WORK TASK: The answer must be every line from the entries below that includes "Halted".

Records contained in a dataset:
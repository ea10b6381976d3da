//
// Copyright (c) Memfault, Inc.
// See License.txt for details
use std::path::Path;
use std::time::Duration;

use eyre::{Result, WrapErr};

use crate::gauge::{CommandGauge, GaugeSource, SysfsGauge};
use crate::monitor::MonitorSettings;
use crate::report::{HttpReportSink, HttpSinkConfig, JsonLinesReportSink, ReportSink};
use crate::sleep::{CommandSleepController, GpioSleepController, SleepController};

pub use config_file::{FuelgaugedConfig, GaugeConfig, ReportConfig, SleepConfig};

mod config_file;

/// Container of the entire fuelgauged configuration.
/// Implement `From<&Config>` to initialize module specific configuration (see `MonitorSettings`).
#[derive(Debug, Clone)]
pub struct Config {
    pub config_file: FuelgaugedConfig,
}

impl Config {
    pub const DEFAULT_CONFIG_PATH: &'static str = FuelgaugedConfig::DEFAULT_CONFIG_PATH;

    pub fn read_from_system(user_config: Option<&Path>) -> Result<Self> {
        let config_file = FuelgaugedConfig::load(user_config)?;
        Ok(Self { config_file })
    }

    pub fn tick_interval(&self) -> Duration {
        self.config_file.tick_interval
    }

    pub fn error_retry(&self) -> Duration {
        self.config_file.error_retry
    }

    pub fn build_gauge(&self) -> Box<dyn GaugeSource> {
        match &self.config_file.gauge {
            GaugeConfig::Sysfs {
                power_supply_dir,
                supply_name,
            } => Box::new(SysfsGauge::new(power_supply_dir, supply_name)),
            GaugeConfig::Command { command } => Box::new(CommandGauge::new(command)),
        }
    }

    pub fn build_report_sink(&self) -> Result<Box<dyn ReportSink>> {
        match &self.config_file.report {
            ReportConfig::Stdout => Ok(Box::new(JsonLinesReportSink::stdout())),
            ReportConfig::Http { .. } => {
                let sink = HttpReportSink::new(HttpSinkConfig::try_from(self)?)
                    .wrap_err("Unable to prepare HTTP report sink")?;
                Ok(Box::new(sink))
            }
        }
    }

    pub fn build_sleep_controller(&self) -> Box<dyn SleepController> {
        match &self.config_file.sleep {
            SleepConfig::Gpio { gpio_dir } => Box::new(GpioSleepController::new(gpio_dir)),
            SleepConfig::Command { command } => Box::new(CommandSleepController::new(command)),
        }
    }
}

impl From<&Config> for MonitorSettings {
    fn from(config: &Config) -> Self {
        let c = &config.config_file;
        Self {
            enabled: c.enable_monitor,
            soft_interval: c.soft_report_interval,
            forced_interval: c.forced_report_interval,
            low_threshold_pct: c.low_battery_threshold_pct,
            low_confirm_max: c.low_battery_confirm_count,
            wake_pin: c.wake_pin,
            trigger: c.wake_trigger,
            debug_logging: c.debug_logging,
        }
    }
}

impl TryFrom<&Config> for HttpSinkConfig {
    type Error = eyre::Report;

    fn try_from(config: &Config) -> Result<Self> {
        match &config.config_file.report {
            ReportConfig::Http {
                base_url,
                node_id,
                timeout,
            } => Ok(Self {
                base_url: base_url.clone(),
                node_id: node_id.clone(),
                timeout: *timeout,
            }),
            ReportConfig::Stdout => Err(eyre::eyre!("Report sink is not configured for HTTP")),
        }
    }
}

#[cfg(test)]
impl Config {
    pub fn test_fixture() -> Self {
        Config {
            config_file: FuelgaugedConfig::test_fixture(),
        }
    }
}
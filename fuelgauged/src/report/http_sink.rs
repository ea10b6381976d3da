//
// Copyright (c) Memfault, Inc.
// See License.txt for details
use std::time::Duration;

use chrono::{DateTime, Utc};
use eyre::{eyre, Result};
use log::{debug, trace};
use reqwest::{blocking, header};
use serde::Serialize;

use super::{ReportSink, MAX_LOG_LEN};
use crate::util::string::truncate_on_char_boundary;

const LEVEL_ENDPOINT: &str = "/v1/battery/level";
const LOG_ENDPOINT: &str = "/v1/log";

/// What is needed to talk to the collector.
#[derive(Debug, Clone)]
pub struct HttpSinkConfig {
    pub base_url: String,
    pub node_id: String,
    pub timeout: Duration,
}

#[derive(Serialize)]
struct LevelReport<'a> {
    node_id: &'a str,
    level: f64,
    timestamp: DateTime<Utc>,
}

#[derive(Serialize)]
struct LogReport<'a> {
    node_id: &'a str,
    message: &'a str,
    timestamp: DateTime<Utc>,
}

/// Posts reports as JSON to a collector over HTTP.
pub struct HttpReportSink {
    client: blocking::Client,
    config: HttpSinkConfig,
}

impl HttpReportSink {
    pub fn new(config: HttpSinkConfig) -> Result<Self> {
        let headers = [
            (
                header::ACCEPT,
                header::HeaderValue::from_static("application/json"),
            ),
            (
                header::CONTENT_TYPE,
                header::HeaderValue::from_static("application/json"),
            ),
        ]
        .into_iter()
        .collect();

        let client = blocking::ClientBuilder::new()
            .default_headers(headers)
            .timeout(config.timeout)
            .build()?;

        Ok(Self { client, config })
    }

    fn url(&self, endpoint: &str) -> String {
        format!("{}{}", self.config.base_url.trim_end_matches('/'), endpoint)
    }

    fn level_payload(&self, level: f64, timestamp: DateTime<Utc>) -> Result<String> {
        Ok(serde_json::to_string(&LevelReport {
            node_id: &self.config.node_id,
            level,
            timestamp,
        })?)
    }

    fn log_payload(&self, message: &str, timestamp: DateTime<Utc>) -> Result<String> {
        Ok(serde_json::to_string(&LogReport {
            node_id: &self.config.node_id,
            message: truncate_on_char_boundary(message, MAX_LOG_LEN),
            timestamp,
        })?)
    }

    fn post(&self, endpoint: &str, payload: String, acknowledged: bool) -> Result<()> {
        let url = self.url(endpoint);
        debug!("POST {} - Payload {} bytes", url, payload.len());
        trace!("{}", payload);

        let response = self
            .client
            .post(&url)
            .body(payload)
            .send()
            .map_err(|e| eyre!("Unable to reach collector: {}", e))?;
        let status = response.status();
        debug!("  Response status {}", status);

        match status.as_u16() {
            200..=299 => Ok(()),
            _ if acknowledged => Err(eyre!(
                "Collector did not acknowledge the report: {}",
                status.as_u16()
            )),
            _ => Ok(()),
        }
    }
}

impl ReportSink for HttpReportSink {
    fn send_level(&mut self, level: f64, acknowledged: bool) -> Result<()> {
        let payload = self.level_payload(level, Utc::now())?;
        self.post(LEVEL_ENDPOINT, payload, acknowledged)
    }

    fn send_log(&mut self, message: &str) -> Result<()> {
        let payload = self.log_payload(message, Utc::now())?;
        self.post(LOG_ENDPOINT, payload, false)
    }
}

---

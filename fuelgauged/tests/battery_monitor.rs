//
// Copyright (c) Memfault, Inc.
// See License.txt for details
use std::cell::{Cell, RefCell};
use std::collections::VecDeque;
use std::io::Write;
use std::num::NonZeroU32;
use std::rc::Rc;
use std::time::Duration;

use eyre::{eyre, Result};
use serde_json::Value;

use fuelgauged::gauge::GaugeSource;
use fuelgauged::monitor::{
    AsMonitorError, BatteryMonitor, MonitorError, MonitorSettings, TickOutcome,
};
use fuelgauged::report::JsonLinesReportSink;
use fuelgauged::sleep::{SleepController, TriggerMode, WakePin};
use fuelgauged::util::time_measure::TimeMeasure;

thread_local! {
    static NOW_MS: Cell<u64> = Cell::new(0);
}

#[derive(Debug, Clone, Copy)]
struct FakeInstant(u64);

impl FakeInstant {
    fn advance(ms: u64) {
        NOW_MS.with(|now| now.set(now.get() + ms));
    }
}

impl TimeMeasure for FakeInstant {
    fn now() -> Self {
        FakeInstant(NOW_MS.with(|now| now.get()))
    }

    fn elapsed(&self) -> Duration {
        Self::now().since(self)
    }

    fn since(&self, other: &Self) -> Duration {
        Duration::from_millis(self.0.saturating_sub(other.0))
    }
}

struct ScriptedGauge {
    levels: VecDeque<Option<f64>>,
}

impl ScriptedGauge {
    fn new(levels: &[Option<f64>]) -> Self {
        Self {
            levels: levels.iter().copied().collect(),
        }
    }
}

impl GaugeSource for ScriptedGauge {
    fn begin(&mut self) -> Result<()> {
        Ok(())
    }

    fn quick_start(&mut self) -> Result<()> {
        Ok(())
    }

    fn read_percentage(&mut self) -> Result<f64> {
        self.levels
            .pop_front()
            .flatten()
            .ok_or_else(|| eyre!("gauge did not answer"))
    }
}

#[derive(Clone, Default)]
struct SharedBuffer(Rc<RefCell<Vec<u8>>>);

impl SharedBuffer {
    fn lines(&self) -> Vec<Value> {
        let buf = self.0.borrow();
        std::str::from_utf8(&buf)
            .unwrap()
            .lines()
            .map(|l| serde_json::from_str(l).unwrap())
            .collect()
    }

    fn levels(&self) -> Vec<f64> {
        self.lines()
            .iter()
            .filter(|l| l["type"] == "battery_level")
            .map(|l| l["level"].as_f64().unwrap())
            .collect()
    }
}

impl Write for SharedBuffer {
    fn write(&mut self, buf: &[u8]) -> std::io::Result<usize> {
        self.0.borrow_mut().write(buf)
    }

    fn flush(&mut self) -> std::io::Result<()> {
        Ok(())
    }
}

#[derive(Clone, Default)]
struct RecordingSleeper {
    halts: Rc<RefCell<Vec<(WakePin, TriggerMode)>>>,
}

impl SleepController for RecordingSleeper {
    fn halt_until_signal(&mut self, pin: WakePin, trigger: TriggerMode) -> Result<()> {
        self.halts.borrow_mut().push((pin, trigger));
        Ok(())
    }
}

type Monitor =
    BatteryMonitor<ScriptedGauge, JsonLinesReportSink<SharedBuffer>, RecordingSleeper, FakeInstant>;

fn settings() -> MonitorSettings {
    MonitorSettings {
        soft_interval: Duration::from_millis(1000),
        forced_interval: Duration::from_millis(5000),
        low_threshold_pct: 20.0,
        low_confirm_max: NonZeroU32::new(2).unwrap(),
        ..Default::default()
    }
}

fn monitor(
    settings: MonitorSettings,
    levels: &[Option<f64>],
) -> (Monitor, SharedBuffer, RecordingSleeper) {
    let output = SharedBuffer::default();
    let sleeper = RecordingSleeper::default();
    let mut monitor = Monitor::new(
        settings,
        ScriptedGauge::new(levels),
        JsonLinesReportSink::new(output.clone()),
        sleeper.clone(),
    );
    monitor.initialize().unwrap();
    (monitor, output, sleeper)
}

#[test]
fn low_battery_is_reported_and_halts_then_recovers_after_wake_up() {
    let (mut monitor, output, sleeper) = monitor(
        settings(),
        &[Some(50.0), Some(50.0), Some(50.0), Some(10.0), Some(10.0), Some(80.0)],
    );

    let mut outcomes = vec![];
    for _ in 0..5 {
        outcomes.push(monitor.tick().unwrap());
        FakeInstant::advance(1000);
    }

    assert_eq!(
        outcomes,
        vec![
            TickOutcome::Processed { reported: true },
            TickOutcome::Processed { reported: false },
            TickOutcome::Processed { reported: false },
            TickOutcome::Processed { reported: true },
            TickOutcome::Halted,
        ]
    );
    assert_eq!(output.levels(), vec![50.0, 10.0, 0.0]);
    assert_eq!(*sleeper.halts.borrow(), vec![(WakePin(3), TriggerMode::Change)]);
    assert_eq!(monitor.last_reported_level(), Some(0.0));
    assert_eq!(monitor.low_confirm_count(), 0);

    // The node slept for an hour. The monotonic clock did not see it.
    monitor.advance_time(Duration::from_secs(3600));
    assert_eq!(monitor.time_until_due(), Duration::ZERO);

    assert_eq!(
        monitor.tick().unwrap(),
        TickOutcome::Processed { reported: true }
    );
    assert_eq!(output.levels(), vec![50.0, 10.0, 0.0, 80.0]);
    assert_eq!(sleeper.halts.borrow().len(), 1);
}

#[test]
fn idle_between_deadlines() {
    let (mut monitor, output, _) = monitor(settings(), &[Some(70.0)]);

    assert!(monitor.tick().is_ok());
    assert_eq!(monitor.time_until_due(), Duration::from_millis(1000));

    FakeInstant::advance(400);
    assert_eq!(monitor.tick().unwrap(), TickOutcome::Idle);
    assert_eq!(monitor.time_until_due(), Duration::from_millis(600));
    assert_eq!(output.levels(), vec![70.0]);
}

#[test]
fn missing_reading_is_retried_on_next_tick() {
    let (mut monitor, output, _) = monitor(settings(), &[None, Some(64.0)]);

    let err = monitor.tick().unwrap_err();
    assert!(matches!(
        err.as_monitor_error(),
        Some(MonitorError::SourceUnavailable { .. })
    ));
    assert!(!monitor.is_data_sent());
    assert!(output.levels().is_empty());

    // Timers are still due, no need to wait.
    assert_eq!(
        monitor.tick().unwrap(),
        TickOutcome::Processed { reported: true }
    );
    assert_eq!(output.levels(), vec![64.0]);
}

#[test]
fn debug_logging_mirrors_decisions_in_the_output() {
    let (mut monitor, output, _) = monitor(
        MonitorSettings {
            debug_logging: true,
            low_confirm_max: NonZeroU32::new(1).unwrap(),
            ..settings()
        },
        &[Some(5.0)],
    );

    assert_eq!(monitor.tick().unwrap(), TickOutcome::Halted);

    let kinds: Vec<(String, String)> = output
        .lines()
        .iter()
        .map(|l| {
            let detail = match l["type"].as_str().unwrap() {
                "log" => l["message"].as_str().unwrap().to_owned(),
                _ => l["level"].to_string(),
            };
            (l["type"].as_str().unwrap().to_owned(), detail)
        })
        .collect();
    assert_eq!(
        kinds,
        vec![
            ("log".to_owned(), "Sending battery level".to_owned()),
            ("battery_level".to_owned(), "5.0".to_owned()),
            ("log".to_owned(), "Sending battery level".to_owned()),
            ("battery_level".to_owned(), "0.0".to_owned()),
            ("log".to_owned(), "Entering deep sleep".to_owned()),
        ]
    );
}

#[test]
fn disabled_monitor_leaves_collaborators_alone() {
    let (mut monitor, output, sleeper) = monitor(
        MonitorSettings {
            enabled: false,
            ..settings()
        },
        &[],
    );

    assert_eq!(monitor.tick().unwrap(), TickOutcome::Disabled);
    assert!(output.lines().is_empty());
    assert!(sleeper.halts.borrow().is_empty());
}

---

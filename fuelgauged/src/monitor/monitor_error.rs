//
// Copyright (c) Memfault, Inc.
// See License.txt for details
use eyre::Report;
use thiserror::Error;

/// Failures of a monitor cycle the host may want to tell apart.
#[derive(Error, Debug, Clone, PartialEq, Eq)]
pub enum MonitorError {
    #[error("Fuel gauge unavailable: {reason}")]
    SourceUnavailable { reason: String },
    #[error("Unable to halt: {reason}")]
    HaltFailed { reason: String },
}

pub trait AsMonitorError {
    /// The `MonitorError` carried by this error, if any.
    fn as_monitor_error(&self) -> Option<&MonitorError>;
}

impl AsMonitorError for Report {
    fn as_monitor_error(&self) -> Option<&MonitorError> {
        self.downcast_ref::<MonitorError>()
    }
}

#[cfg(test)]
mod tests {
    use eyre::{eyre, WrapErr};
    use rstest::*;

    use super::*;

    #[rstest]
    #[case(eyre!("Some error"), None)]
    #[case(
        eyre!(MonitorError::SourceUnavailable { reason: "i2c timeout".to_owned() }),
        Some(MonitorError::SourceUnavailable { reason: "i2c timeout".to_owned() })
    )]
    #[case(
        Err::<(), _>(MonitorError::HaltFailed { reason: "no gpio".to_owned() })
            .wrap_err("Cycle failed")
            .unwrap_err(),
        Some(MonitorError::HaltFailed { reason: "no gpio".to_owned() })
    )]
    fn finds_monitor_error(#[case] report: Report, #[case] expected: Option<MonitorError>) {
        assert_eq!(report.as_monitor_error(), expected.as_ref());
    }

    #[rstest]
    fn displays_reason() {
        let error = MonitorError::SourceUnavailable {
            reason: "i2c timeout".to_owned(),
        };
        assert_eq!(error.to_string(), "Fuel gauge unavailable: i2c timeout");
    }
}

RESULT:
            TickOutcome::Halted,
    assert_eq!(monitor.tick().unwrap(), TickOutcome::Halted);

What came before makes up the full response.